Le Civic Academy for Africa’s Future (CiAAF) a organisé, du 9 au 12 juin 2026, une campagne de vulgarisation de son Guide de gestion concertée des affaires publiques locales en contexte de crise dans quatre départements du Nord Bénin. L’initiative, menée à Natitingou, Djougou, Kandi et Parakou, s’inscrit dans le cadre du projet « Participation citoyenne locale et crises frontalières au Nord Bénin » (PARCINORD), mis en œuvre avec l’appui de l’Union européenne à travers l’Agence belge de développement Enabel.
L’objectif de cette tournée est de partager les enseignements issus de plusieurs mois de recherche-action et de favoriser leur appropriation par les collectivités territoriales, les services déconcentrés de l’État, les organisations de la société civile et les communautés des départements de l’Atacora, de la Donga, de l’Alibori et du Borgou.
La campagne a débuté le 9 juin à Natitingou, au sein de la préfecture de l’Atacora, en présence d’autorités administratives, d’élus locaux, de représentants de la société civile et d’acteurs communautaires. Elle s’est poursuivie successivement à Djougou, Kandi et Parakou, où les échanges ont porté sur les mécanismes de participation citoyenne, les défis de la gouvernance locale dans un contexte de crises sécuritaires frontalières et les stratégies de renforcement de la cohésion sociale.
Selon Emmanuel Odilon Koukoubou, coordonnateur du projet PARCINORD, la démarche adoptée repose sur une approche participative. « Notre objectif n’était pas de rester dans nos bureaux pour produire de la recherche et du savoir, mais d’aller sur le terrain pour construire avec les acteurs qui vivent au quotidien le phénomène dont nous parlons », explique-t-il.
Lancé en mars 2025 pour une durée de douze mois, le projet a mobilisé une vingtaine d’acteurs locaux, notamment des autorités politico-administratives, religieuses et traditionnelles, ainsi que des femmes et des jeunes. Une équipe pluridisciplinaire composée de politologues, de juristes, d’anthropologues, de sociologues et de journalistes a ensuite été déployée dans les quatre départements concernés afin de conduire les travaux de recherche.

Le guide, rédigé par Pamela Ariane Agbozo à partir des données recueillies sur le terrain, propose des pistes d’action concrètes destinées aux populations, aux décideurs publics et aux partenaires du développement. Il constitue l’un des principaux livrables du projet, aux côtés d’un ouvrage collectif et d’une série de capsules vidéo visant à rendre les résultats des recherches accessibles au plus grand nombre.

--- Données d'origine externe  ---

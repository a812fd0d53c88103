//! Hardware-visible memory objects.
//!
//! A [`Buffer`] is backed either by a coherent allocation owned by the driver or by an imported
//! foreign buffer. The backing is released when the last reference to the `Buffer` is dropped,
//! so a buffer destroyed while a job still reads from it stays alive until the job is done.

use std::sync::Arc;

use tracing::{debug, warn};

use crate::error::{ImportStage, NpuError, Result};
use crate::hw::{
    AttachmentId, CoherentAlloc, CpuMapping, DmaBuf, DmaBufExporter, DmaMemory, HwError, SgTable,
};
use rknpu_protocol::{RknpuTask, SyncFlags};

/// Ownership model of a buffer; decides how it is synced and released.
#[derive(Debug, Clone, Copy, PartialEq, Eq)]
pub enum BufferKind {
    Imported,
    Allocated,
}

pub(crate) fn page_align(size: u64, page_size: u64) -> Option<u64> {
    size.checked_add(page_size - 1).map(|s| s & !(page_size - 1))
}

/// Step-by-step import of a foreign buffer.
///
/// Each step that succeeded is recorded, and dropping the chain releases exactly those steps in
/// reverse order. A failed build therefore unwinds itself, and a finished chain is released the
/// same way when its buffer goes away.
struct ImportChain {
    fd: i32,
    dmabuf: Box<dyn DmaBuf>,
    attachment: Option<AttachmentId>,
    sgt: Option<SgTable>,
    vmap: Option<Arc<dyn CpuMapping>>,
}

impl ImportChain {
    fn build(exporter: &dyn DmaBufExporter, fd: i32) -> Result<Self> {
        let fail =
            |stage: ImportStage| move |source: HwError| NpuError::Import { fd, stage, source };

        let dmabuf = exporter.get(fd).map_err(fail(ImportStage::Get))?;
        let mut chain = Self {
            fd,
            dmabuf,
            attachment: None,
            sgt: None,
            vmap: None,
        };

        let attachment = chain.dmabuf.attach().map_err(fail(ImportStage::Attach))?;
        chain.attachment = Some(attachment);

        let sgt = chain
            .dmabuf
            .map_attachment(attachment)
            .map_err(fail(ImportStage::MapAttachment))?;
        if sgt.dma_addr().is_none() {
            return Err(fail(ImportStage::MapAttachment)(HwError::Failed(
                "empty scatter-gather table".into(),
            )));
        }
        chain.sgt = Some(sgt);

        // The scheduler reads task records through the CPU, so imports must be CPU mapped too.
        let vmap = chain.dmabuf.vmap().map_err(fail(ImportStage::Vmap))?;
        chain.vmap = Some(vmap);

        Ok(chain)
    }
}

impl Drop for ImportChain {
    fn drop(&mut self) {
        if let Some(vmap) = self.vmap.take() {
            self.dmabuf.vunmap(&vmap);
        }
        if let (Some(attachment), Some(sgt)) = (self.attachment, self.sgt.take()) {
            self.dmabuf.unmap_attachment(attachment, &sgt);
        }
        if let Some(attachment) = self.attachment.take() {
            self.dmabuf.detach(attachment);
        }
        debug!(fd = self.fd, "released dma-buf import");
        // `dmabuf` drops last, releasing the handle reference.
    }
}

enum Backing {
    Allocated {
        dma: Arc<dyn DmaMemory>,
        alloc: CoherentAlloc,
    },
    Imported(ImportChain),
}

/// One memory region visible to the NPU.
pub struct Buffer {
    handle: u32,
    size: u64,
    dma_addr: u64,
    backing: Backing,
}

impl std::fmt::Debug for Buffer {
    fn fmt(&self, f: &mut std::fmt::Formatter<'_>) -> std::fmt::Result {
        f.debug_struct("Buffer")
            .field("handle", &self.handle)
            .field("kind", &self.kind())
            .field("size", &self.size)
            .field("dma_addr", &format_args!("{:#x}", self.dma_addr))
            .finish()
    }
}

impl Buffer {
    /// Allocates zero-filled coherent memory, rounded up to whole pages.
    pub(crate) fn allocate(
        dma: &Arc<dyn DmaMemory>,
        handle: u32,
        size: u64,
        page_size: u64,
    ) -> Result<Self> {
        let aligned = page_align(size, page_size)
            .filter(|s| *s != 0)
            .ok_or_else(|| NpuError::InvalidArgument(format!("buffer size {size:#x}")))?;
        let alloc = dma.alloc_coherent(aligned).map_err(|err| {
            warn!(size = aligned, %err, "coherent allocation failed");
            NpuError::OutOfMemory { size: aligned }
        })?;
        debug!(handle, size = aligned, dma_addr = alloc.dma_addr, "allocated buffer");
        Ok(Self {
            handle,
            size: aligned,
            dma_addr: alloc.dma_addr,
            backing: Backing::Allocated {
                dma: dma.clone(),
                alloc,
            },
        })
    }

    /// Imports the foreign buffer behind `fd`.
    ///
    /// The reported size is the requested size rounded up to whole pages, or the foreign
    /// buffer's own size when the request is zero.
    pub(crate) fn import(
        exporter: &dyn DmaBufExporter,
        handle: u32,
        fd: i32,
        size: u64,
        page_size: u64,
    ) -> Result<Self> {
        let chain = ImportChain::build(exporter, fd).map_err(|err| {
            warn!(fd, %err, "dma-buf import failed");
            err
        })?;
        let requested = if size == 0 { chain.dmabuf.size() } else { size };
        let size = page_align(requested, page_size)
            .ok_or_else(|| NpuError::InvalidArgument(format!("buffer size {size:#x}")))?;
        let sgt = chain.sgt.as_ref();
        let dma_addr = sgt.and_then(SgTable::dma_addr).unwrap_or_default();
        debug!(
            handle,
            fd,
            size,
            dma_addr,
            mapped = sgt.map(SgTable::total_len).unwrap_or_default(),
            segments = sgt.map(|t| t.entries.len()).unwrap_or_default(),
            "imported buffer"
        );
        Ok(Self {
            handle,
            size,
            dma_addr,
            backing: Backing::Imported(chain),
        })
    }

    pub fn handle(&self) -> u32 {
        self.handle
    }

    pub fn size(&self) -> u64 {
        self.size
    }

    pub fn dma_addr(&self) -> u64 {
        self.dma_addr
    }

    pub fn kind(&self) -> BufferKind {
        match self.backing {
            Backing::Allocated { .. } => BufferKind::Allocated,
            Backing::Imported(_) => BufferKind::Imported,
        }
    }

    /// Foreign handle this buffer was imported from.
    pub fn import_fd(&self) -> Option<i32> {
        match &self.backing {
            Backing::Imported(chain) => Some(chain.fd),
            Backing::Allocated { .. } => None,
        }
    }

    pub fn cpu(&self) -> Option<&Arc<dyn CpuMapping>> {
        match &self.backing {
            Backing::Allocated { alloc, .. } => Some(&alloc.cpu),
            Backing::Imported(chain) => chain.vmap.as_ref(),
        }
    }

    /// Device address range `[dma_addr, dma_addr + size)`.
    pub fn dma_range(&self) -> std::ops::Range<u64> {
        self.dma_addr..self.dma_addr.saturating_add(self.size)
    }

    /// Cache maintenance. Coherent allocations need none.
    pub fn sync(&self, flags: SyncFlags) {
        let Backing::Imported(chain) = &self.backing else {
            return;
        };
        let Some(sgt) = chain.sgt.as_ref() else {
            return;
        };
        if flags.contains(SyncFlags::TO_DEVICE) {
            chain.dmabuf.sync_for_device(sgt);
        }
        if flags.contains(SyncFlags::FROM_DEVICE) {
            chain.dmabuf.sync_for_cpu(sgt);
        }
    }

    /// Number of whole task records that fit in the buffer.
    pub fn task_capacity(&self) -> u64 {
        let mapped = self.cpu().map(|m| m.size()).unwrap_or(0).min(self.size);
        mapped / RknpuTask::SIZE_BYTES as u64
    }

    /// Reads task record `index` through the CPU mapping.
    pub fn read_task(&self, index: u32) -> Result<RknpuTask> {
        let cpu = self.cpu().ok_or_else(|| {
            NpuError::InvalidArgument(format!("buffer {} has no CPU mapping", self.handle))
        })?;
        let mut raw = [0u8; RknpuTask::SIZE_BYTES];
        cpu.read(RknpuTask::offset_of_index(index), &mut raw)?;
        RknpuTask::decode_from_le_bytes(&raw)
            .ok_or_else(|| NpuError::InvalidArgument(format!("task {index} truncated")))
    }
}

impl Drop for Buffer {
    fn drop(&mut self) {
        if let Backing::Allocated { dma, alloc } = &self.backing {
            dma.free_coherent(alloc);
            debug!(handle = self.handle, dma_addr = self.dma_addr, "freed buffer");
        }
    }
}

#[cfg(test)]
mod tests {
    use super::*;

    #[test]
    fn page_align_rounds_up() {
        assert_eq!(page_align(0, 4096), Some(0));
        assert_eq!(page_align(1, 4096), Some(4096));
        assert_eq!(page_align(4096, 4096), Some(4096));
        assert_eq!(page_align(4097, 4096), Some(8192));
        assert_eq!(page_align(u64::MAX, 4096), None);
    }
}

Les participants aux différents ateliers ont salué la pertinence de l’initiative. Bienvenu Sotima Mante, premier adjoint au maire de Toucountouna, a qualifié le guide d’« outil de travail très important » permettant de renforcer les capacités des acteurs locaux. A Djougou, le représentant du Conseil communal a également estimé que cette démarche était particulièrement opportune dans le contexte actuel marqué par l’installation de nouveaux élus locaux.
Les échanges tenus dans les quatre départements ont mis en lumière le rôle central de la participation citoyenne dans la consolidation de la gouvernance démocratique locale et la prévention des vulnérabilités susceptibles d’être exploitées en période de crise. Les participants ont notamment plaidé pour le renforcement des cadres de dialogue entre les populations et les autorités locales, une meilleure sensibilisation des citoyens à leurs droits et responsabilités et une coopération accrue entre institutions publiques, organisations de la société civile et communautés.

Le projet « Participation citoyenne locale et crises frontalières au Nord Bénin » (PARCINORD) est porté par le Civic Academy for Africa’s Future (CiAAF) avec l’appui du projet Team Europe Democracy (TED). Lancée en mars 2025, cette initiative thématique mondiale réunit quinze États membres, cofinancée par l’Union européenne et le ministère fédéral allemand de la Coopération économique et du Développement (BMZ), et est mise en œuvre conjointement par la GIZ et Enabel. Le projet répond à la nécessité de renforcer la gouvernance locale participative dans les communes frontalières du Nord Bénin, confrontées à la montée de l’extrémisme violent, de l’insécurité et des fragilités socio-économiques.